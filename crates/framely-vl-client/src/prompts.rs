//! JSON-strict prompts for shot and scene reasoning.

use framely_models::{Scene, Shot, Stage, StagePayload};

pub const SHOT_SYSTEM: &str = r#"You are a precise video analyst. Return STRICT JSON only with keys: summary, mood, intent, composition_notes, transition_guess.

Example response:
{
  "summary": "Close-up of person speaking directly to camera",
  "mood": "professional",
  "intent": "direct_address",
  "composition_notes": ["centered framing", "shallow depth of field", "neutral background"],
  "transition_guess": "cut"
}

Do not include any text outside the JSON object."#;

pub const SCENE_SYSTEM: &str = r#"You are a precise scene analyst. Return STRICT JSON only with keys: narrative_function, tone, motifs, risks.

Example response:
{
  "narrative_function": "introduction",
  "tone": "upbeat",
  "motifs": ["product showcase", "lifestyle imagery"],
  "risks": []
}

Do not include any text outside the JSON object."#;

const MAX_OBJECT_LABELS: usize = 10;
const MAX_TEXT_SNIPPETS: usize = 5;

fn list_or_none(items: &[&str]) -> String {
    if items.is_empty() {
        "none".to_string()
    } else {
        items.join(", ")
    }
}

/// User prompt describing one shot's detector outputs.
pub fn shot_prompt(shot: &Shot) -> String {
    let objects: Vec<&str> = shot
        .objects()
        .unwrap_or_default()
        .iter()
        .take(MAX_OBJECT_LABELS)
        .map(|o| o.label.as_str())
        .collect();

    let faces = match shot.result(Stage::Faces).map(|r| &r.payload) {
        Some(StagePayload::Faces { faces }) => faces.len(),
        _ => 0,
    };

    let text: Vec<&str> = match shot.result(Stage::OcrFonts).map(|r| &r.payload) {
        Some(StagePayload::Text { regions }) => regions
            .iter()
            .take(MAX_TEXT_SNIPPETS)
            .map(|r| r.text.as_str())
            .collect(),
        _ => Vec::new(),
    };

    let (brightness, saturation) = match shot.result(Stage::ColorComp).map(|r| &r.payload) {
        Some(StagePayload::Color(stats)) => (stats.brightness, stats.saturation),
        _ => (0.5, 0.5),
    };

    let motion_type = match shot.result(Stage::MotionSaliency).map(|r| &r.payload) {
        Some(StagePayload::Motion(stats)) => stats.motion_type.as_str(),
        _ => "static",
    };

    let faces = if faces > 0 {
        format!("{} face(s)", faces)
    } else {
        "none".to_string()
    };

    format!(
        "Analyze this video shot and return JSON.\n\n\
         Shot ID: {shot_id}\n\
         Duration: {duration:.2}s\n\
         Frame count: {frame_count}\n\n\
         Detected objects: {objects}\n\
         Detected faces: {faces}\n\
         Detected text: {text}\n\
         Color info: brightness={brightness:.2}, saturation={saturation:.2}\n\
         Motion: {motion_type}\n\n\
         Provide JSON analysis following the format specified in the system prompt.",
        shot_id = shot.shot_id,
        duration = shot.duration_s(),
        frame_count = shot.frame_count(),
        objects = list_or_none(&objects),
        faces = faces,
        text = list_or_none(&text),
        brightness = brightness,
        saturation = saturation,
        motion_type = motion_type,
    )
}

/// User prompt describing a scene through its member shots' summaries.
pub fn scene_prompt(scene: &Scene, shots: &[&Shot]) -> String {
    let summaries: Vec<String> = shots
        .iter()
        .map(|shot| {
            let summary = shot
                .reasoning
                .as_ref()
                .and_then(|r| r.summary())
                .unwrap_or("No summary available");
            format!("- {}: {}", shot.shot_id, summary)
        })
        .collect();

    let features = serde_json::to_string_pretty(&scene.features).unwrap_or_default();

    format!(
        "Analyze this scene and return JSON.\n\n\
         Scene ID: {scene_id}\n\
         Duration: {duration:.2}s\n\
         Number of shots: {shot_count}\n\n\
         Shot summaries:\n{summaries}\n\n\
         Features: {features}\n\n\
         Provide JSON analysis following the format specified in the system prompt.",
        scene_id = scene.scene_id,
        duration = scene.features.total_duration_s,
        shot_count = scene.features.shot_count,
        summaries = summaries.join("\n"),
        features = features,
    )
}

-=-=-=-=-

THE PROBLEM> The lines to return are those in the entries above that include "this".

EXERCISE ANSWER>
        "Analyze this video shot and return JSON.\n\n\
        "Analyze this scene and return JSON.\n\n\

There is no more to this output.